____ DATASET

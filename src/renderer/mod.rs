//! Rendering interface
//!
//! The core never touches pixels. Each frame it builds a [`Frame`], a flat
//! list of draw commands in screen space, and hands it to a [`Renderer`].

pub mod layout;

pub use layout::build_frame;

use glam::Vec2;

use crate::assets::{FontId, TextureId};
use crate::sim::Rect;

/// RGBA, 0.0 - 1.0
pub type Color = [f32; 4];

pub mod colors {
    use super::Color;

    pub const SKY: Color = [0.44, 0.77, 0.81, 1.0];
    pub const PIPE: Color = [0.33, 0.69, 0.18, 1.0];
    pub const BIRD: Color = [0.98, 0.80, 0.18, 1.0];
    pub const BLACK: Color = [0.0, 0.0, 0.0, 1.0];
    pub const DARK_GRAY: Color = [0.31, 0.31, 0.31, 1.0];
    pub const WHITE: Color = [0.96, 0.96, 0.96, 1.0];
    pub const GOLD: Color = [1.0, 0.80, 0.0, 1.0];
    /// Translucent black behind menus and the game over screen
    pub const SHADE: Color = [0.0, 0.0, 0.0, 0.5];
}

/// One drawing operation
#[derive(Debug, Clone, PartialEq)]
pub enum DrawCommand {
    Clear {
        color: Color,
    },
    /// Draw `src` of a texture stretched into `dst`, rotated by `rotation`
    /// degrees around the center of `dst`
    Sprite {
        texture: TextureId,
        src: Rect,
        dst: Rect,
        rotation: f32,
    },
    FillRect {
        rect: Rect,
        color: Color,
    },
    /// `font: None` means the backend's built-in font
    Text {
        text: String,
        x: f32,
        y: f32,
        size: f32,
        color: Color,
        font: Option<FontId>,
    },
}

/// Everything to draw for one frame
#[derive(Debug, Clone, Default, PartialEq)]
pub struct Frame {
    pub commands: Vec<DrawCommand>,
    /// Camera shake applied to world-space commands
    pub shake_offset: Vec2,
}

impl Frame {
    pub fn push(&mut self, command: DrawCommand) {
        self.commands.push(command);
    }

    /// All text drawn this frame, in order
    pub fn texts(&self) -> impl Iterator<Item = &str> {
        self.commands.iter().filter_map(|c| match c {
            DrawCommand::Text { text, .. } => Some(text.as_str()),
            _ => None,
        })
    }
}

/// Text width lookup. Layout needs it to center strings.
pub trait TextMeasure {
    fn measure_text(&self, text: &str, size: f32, font: Option<FontId>) -> f32;
}

/// Width per glyph, relative to font size, for the built-in font
pub const FALLBACK_GLYPH_ADVANCE: f32 = 0.55;

/// Width estimate used when no font metrics are available
pub fn fallback_text_width(text: &str, size: f32) -> f32 {
    text.chars().count() as f32 * size * FALLBACK_GLYPH_ADVANCE
}

/// Measures every font with the fallback estimate
#[derive(Debug, Clone, Copy, Default)]
pub struct FallbackMeasure;

impl TextMeasure for FallbackMeasure {
    fn measure_text(&self, text: &str, size: f32, _font: Option<FontId>) -> f32 {
        fallback_text_width(text, size)
    }
}

/// A frame presentation backend
pub trait Renderer: TextMeasure {
    fn present(&mut self, frame: &Frame);
}

/// Renderer that keeps the last frame, for headless runs and tests
#[derive(Debug, Default)]
pub struct HeadlessRenderer {
    pub frames_presented: u64,
    pub last_frame: Frame,
}

impl TextMeasure for HeadlessRenderer {
    fn measure_text(&self, text: &str, size: f32, _font: Option<FontId>) -> f32 {
        fallback_text_width(text, size)
    }
}

impl Renderer for HeadlessRenderer {
    fn present(&mut self, frame: &Frame) {
        self.frames_presented += 1;
        self.last_frame = frame.clone();
        log::trace!(
            "frame {}: {} commands",
            self.frames_presented,
            frame.commands.len()
        );
    }
}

________

■ WORK TO COMPLETE ■
The exact lines of the material above starting at the one that contains "of a texture" and ending at the one that contains "the built-in font" are what to retype; leave out everything else.

■ EXERCISE OUTPUT ■
    /// Draw `src` of a texture stretched into `dst`, rotated by `rotation`
    /// degrees around the center of `dst`
    Sprite {
        texture: TextureId,
        src: Rect,
        dst: Rect,
        rotation: f32,
    },
    FillRect {
        rect: Rect,
        color: Color,
    },
    /// `font: None` means the backend's built-in font
    Text {
        text: String,
        x: f32,
        y: f32,
        size: f32,
        color: Color,
        font: Option<FontId>,
    },
}

/// Everything to draw for one frame
#[derive(Debug, Clone, Default, PartialEq)]
pub struct Frame {
    pub commands: Vec<DrawCommand>,
    /// Camera shake applied to world-space commands
    pub shake_offset: Vec2,
}

impl Frame {
    pub fn push(&mut self, command: DrawCommand) {
        self.commands.push(command);
    }

    /// All text drawn this frame, in order
    pub fn texts(&self) -> impl Iterator<Item = &str> {
        self.commands.iter().filter_map(|c| match c {
            DrawCommand::Text { text, .. } => Some(text.as_str()),
            _ => None,
        })
    }
}

/// Text width lookup. Layout needs it to center strings.
pub trait TextMeasure {
    fn measure_text(&self, text: &str, size: f32, font: Option<FontId>) -> f32;
}

/// Width per glyph, relative to font size, for the built-in font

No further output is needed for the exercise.